THE TASK: Below are the records. Gather each line that holds "derive".

-- PROVIDED DATA follows --

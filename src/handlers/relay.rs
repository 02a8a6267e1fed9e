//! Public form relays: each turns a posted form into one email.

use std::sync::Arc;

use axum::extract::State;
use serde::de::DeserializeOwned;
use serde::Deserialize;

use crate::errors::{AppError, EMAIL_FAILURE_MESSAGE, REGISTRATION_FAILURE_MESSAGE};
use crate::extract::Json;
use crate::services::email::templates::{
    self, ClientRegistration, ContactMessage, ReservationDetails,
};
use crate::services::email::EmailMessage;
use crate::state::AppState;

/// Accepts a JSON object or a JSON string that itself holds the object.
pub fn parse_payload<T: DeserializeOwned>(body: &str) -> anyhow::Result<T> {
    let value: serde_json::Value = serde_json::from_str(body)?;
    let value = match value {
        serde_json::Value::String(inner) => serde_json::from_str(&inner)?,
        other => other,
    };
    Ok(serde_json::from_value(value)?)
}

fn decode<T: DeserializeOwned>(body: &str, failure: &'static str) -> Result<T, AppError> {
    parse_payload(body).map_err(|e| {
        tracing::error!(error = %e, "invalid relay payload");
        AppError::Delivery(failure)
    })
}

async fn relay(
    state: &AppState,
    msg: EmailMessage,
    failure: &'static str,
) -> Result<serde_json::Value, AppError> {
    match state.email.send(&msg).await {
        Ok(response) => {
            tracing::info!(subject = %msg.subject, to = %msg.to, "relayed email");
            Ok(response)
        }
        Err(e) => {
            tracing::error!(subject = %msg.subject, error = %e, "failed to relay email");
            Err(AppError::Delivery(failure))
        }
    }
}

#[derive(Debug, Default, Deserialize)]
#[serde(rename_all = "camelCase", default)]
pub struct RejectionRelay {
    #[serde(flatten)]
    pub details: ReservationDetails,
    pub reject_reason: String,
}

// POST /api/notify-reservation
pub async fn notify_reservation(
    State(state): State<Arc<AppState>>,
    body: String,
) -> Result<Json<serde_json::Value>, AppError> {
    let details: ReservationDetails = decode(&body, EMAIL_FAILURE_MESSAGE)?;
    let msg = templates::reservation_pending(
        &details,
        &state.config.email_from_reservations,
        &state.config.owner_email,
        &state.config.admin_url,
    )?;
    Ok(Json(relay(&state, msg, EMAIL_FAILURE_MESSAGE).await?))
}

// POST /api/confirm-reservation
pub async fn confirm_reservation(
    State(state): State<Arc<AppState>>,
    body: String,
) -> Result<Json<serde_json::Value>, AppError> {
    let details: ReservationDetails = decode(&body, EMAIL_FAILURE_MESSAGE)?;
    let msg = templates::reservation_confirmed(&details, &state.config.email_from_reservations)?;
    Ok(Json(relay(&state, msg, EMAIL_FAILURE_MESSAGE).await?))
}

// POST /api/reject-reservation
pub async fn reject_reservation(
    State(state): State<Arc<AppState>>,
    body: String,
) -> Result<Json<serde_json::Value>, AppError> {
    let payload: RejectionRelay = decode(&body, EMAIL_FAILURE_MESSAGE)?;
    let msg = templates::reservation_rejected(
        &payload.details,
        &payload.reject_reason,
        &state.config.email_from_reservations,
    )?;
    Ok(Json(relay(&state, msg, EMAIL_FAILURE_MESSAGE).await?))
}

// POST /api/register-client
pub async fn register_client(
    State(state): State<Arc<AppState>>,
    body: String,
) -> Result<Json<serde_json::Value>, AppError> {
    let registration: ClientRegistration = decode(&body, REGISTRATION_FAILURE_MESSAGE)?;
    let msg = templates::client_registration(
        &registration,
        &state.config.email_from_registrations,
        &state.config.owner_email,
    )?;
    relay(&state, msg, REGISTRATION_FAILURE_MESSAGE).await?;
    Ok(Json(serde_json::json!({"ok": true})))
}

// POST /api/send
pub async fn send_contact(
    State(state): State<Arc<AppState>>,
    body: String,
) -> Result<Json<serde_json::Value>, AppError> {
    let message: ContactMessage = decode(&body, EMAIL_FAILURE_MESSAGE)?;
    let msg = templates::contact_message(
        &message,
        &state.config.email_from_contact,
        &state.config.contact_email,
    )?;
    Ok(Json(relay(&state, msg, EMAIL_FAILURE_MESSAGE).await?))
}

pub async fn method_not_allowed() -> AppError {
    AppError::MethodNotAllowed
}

-- PROVIDED DATA concluded --
-- PROVIDED DATA follows --

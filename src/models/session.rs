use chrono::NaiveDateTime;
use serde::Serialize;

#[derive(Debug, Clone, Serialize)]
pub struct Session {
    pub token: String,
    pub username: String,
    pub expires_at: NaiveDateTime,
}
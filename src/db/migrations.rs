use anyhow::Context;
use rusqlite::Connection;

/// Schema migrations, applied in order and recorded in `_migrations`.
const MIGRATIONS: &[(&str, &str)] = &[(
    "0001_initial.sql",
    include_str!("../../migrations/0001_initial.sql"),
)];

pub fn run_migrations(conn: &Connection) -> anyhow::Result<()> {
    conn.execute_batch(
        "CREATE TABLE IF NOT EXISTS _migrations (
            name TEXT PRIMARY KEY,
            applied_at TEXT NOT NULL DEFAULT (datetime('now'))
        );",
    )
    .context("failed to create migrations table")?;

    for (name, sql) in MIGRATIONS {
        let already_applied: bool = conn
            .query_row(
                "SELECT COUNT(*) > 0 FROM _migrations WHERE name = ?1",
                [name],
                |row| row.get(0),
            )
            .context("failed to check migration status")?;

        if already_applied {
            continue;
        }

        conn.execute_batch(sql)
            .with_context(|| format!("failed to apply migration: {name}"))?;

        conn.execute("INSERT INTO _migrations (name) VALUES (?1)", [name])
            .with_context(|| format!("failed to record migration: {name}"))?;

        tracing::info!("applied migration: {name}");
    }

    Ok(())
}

-- PROVIDED DATA concluded --

YOUR RESPONSE:
#[derive(Debug, Default, Deserialize)]
#[derive(Debug, Clone, Serialize)]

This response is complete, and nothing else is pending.